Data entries
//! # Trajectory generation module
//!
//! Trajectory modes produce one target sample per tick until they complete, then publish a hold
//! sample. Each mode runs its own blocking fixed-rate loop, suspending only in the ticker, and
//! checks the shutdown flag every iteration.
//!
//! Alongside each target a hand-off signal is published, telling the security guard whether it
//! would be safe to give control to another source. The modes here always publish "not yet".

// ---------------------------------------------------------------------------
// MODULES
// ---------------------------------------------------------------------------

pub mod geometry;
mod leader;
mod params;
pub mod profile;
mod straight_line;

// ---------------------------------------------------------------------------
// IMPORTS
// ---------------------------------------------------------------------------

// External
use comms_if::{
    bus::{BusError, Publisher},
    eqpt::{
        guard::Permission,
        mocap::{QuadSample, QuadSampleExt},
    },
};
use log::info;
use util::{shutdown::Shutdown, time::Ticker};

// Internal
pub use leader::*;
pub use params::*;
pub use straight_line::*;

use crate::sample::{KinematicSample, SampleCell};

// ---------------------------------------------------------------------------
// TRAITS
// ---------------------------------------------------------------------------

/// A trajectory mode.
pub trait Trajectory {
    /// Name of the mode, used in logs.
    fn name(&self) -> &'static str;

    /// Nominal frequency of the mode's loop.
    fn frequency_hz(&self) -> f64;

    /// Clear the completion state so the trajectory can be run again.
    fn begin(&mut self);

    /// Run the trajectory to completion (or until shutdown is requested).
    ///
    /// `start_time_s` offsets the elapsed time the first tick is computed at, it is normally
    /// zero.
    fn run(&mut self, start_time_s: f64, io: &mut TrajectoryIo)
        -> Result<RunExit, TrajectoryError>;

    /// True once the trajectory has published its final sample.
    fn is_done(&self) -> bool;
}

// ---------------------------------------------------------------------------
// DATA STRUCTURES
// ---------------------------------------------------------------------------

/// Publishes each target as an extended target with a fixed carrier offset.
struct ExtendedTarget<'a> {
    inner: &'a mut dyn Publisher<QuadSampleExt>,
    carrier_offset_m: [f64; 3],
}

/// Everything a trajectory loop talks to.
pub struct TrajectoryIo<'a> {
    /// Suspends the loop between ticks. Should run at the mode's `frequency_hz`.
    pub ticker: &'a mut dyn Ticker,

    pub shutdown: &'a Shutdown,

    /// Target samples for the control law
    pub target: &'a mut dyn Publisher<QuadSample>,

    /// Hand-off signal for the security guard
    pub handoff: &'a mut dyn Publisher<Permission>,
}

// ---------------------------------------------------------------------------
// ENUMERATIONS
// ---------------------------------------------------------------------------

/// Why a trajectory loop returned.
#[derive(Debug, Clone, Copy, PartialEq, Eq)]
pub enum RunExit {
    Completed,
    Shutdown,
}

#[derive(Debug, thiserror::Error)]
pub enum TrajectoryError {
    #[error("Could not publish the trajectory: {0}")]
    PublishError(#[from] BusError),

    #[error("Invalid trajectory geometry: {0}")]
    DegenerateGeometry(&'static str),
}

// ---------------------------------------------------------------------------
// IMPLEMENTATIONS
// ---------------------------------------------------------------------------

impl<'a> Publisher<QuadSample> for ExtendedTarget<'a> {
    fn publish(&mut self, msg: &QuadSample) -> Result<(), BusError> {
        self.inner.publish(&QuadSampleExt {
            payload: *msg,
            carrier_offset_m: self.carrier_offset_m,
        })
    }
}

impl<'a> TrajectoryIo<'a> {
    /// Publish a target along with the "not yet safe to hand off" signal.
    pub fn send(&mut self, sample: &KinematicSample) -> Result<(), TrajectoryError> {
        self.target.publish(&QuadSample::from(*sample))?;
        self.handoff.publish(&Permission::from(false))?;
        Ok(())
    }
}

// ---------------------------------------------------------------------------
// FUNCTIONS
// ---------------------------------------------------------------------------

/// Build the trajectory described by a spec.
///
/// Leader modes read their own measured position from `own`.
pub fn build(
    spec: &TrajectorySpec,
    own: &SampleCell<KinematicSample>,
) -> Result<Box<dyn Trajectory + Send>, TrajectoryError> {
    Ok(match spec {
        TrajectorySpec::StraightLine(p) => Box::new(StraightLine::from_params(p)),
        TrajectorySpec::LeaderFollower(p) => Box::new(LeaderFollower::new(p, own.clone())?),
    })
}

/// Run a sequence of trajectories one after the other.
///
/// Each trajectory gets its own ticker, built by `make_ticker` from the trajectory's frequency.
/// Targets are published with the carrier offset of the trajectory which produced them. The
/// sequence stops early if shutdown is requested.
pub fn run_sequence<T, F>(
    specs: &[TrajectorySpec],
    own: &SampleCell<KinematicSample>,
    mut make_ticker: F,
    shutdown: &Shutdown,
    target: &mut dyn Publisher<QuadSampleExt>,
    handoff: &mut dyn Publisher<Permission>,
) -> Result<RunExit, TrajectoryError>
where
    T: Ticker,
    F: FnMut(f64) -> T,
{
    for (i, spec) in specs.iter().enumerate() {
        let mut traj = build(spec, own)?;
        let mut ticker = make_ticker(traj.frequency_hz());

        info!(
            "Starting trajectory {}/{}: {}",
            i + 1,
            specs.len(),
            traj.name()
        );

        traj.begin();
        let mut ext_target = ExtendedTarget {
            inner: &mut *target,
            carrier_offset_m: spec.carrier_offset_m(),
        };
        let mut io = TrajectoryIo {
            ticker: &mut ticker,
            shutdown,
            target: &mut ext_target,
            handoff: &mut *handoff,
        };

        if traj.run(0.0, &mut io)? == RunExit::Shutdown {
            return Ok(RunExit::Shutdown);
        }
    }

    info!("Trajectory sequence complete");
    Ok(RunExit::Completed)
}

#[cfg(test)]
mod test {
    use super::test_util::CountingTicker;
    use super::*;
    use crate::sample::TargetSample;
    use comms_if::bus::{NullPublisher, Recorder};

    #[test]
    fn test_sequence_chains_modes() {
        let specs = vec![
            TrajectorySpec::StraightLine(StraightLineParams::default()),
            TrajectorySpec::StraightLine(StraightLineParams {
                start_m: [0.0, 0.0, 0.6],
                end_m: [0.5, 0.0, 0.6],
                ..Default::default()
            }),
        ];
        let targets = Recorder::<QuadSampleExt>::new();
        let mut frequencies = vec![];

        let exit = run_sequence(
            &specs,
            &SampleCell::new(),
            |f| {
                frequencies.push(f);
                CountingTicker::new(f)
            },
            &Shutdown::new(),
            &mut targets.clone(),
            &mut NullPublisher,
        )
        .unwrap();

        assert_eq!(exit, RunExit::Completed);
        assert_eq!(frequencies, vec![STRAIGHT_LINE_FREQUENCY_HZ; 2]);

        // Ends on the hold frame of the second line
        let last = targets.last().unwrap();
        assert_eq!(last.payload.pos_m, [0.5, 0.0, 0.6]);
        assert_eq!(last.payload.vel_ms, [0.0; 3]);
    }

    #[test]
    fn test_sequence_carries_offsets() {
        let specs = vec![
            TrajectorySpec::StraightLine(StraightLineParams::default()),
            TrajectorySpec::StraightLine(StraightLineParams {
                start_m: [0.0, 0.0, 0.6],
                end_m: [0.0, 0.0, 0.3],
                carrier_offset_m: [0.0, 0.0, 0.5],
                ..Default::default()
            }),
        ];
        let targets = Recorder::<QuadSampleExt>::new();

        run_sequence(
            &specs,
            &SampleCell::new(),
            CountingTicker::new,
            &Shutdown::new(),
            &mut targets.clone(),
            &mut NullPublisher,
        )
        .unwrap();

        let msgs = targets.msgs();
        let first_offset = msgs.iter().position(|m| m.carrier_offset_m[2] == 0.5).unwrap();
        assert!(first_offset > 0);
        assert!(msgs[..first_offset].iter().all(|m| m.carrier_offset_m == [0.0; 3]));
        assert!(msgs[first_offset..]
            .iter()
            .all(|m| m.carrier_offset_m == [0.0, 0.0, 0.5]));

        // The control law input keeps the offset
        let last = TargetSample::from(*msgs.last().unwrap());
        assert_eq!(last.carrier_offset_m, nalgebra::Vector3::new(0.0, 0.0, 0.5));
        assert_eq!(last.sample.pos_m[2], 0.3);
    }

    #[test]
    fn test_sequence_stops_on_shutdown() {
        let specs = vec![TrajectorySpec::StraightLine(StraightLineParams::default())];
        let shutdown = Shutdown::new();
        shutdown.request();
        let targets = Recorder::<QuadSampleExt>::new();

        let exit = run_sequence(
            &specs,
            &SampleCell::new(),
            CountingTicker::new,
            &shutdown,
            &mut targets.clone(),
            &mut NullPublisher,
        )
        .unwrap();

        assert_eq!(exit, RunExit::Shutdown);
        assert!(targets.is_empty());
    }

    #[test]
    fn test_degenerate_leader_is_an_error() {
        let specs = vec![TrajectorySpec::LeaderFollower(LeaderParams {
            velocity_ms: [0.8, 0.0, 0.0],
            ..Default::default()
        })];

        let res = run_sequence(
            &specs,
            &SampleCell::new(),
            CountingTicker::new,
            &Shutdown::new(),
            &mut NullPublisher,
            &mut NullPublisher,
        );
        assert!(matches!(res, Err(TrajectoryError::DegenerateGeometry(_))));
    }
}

> [Work instruction]
Wherever a line of the data holds "TargetSample", copy that line.

> [Written solution]
    use crate::sample::TargetSample;
        let last = TargetSample::from(*msgs.last().unwrap());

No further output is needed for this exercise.